Subnet pricing is compressed into an extremely narrow band, while also bearing decentralization-specific costs: token friction, validator node overhead, subnet owner share, network latency, etc.
The Moat Problem
Even if a subnet creates a valuable service, the underlying model and methods are inherently public: Covenant-72B uses the Apache license, and technical papers are published. Any competitor can replicate it directly without participating in the TAO ecosystem.
Traditional moats (proprietary technology, network effects, switching costs, brand) do not hold:
- Technology is open-source;
- Network effects belong to TAO, not individual subnets;
- Model weights are identical, user switching cost is zero.

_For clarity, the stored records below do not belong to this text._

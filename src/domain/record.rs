//! Per-client relay state.

use std::net::Ipv4Addr;

use macaddr::MacAddr6;

use crate::domain::dhcp::DhcpMessageType;
use crate::domain::net::{now_millis, ConnectPoint, HostId, HostLocation, VlanId};

/// What the relay remembers about one client between its request and the
/// server's reply.
///
/// Records are values: the store hands out shared snapshots, and writers
/// clone, modify and submit a whole new record.
#[derive(Debug, Clone, PartialEq, Eq)]
pub struct DhcpRecord {
    host_id: HostId,
    locations: Vec<HostLocation>,
    ip4_address: Option<Ipv4Addr>,
    ip4_status: Option<DhcpMessageType>,
    directly_connected: bool,
    next_hop: Option<MacAddr6>,
    last_seen: u64,
}

impl DhcpRecord {
    pub fn new(host_id: HostId) -> Self {
        Self {
            host_id,
            locations: Vec::new(),
            ip4_address: None,
            ip4_status: None,
            directly_connected: false,
            next_hop: None,
            last_seen: now_millis(),
        }
    }

    pub fn host_id(&self) -> HostId {
        self.host_id
    }

    pub fn mac(&self) -> MacAddr6 {
        self.host_id.mac
    }

    pub fn vlan(&self) -> VlanId {
        self.host_id.vlan
    }

    pub fn locations(&self) -> &[HostLocation] {
        &self.locations
    }

    /// The location with the latest timestamp.
    pub fn current_location(&self) -> Option<&HostLocation> {
        self.locations.iter().max_by_key(|loc| loc.time)
    }

    /// Record that the client was seen at `connect_point` now.
    ///
    /// Any earlier entry for the same connect point is replaced, and the new
    /// timestamp is strictly greater than every other entry's so the new
    /// location becomes current even within one clock tick.
    pub fn add_location(&mut self, connect_point: ConnectPoint) -> &mut Self {
        let latest = self.locations.iter().map(|loc| loc.time).max();
        let time = match latest {
            Some(latest) => now_millis().max(latest + 1),
            None => now_millis(),
        };
        self.locations.retain(|loc| loc.connect_point != connect_point);
        self.locations.push(HostLocation::new(connect_point, time));
        self
    }

    pub fn ip4_address(&self) -> Option<Ipv4Addr> {
        self.ip4_address
    }

    pub fn set_ip4_address(&mut self, ip: Ipv4Addr) -> &mut Self {
        self.ip4_address = Some(ip);
        self
    }

    pub fn ip4_status(&self) -> Option<DhcpMessageType> {
        self.ip4_status
    }

    pub fn set_ip4_status(&mut self, status: DhcpMessageType) -> &mut Self {
        self.ip4_status = Some(status);
        self
    }

    pub fn directly_connected(&self) -> bool {
        self.directly_connected
    }

    pub fn set_directly_connected(&mut self, directly_connected: bool) -> &mut Self {
        self.directly_connected = directly_connected;
        self
    }

    /// MAC of the upstream relay; only meaningful when not directly connected.
    pub fn next_hop(&self) -> Option<MacAddr6> {
        self.next_hop
    }

    pub fn set_next_hop(&mut self, mac: MacAddr6) -> &mut Self {
        self.next_hop = Some(mac);
        self
    }

    pub fn last_seen(&self) -> u64 {
        self.last_seen
    }

    pub fn update_last_seen(&mut self) -> &mut Self {
        self.last_seen = now_millis();
        self
    }
}
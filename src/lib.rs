//! dhcp-relay - DHCPv4 relay agent and ARP proxy
//!
//! Intercepts DHCP traffic at switch ports, forwards client requests to a
//! configured DHCP server (directly or via a gateway) and steers server
//! replies back to the port the client sits behind. Per-client relay records
//! remember where each client was seen; acknowledged leases are published as
//! host facts or routes.
//!
//! # Architecture
//!
//! - `domain`: value types (DHCP messages, relay agent option, topology)
//! - `parser`: DHCP and Ethernet/IPv4/UDP/ARP encoding
//! - `services`: collaborator traits and in-memory implementations
//! - `store`: relay record store
//! - `relay`: the relay handler, ARP proxy and manager
//! - `capture`: raw frame capture and emission

pub mod capture;
pub mod config;
pub mod domain;
pub mod error;
pub mod parser;
pub mod relay;
pub mod services;
pub mod store;

pub use capture::{DryRunPacketService, PacketCapture, PnetCapture, PnetPacketService};
pub use config::Config;
pub use domain::{ConnectPoint, DhcpPacket, DhcpRecord, HostId, InboundPacket, OutboundPacket, VlanId};
pub use error::{CaptureError, ConfigError, RelayError};
pub use relay::{Collaborators, DhcpRelayManager, DhcpRelayService, DhcpServerConfig};
pub use store::DhcpRelayStore;
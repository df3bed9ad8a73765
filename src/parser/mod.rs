//! Wire formats.
//!
//! Turns raw frames into domain values and back: Ethernet/VLAN/IPv4/UDP/ARP
//! layering in `frame`, the DHCP message itself in `dhcp_parser` and
//! `dhcp_writer`.

mod dhcp_parser;
mod dhcp_writer;
mod frame;

pub use dhcp_parser::DhcpParser;
pub use dhcp_writer::DhcpWriter;
pub use frame::{
    ArpMessage, EthernetFrame, FramePayload, Ipv4Datagram, Ipv4Payload, Ipv6Datagram, UdpDatagram,
};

The community believes the incentive mechanism is the moat, but this relies on continuous large-scale token issuance, and each halving will steadily shrink the incentive budget.
What is TAO Actually Trading On
At a $2.6 billion market cap, TAO's price does not reflect demand fundamentals; $3–15 million in annual revenue cannot support it under any traditional framework. The market is trading on: Bitcoin-style scarcity, Grayscale ETF expectations, AI sector rotation, and the long-term option value of decentralized AI. These are all reasonable speculative factors, but they come entirely from the supply side and market sentiment.
If you hold TAO based on scarcity and narrative, you might profit even with weak demand; but if you believe Bittensor will become a truly large-scale AI service network, there is currently no evidence, and it encounters structural resistance that is difficult to break through. Investors should clearly distinguish their investment logic.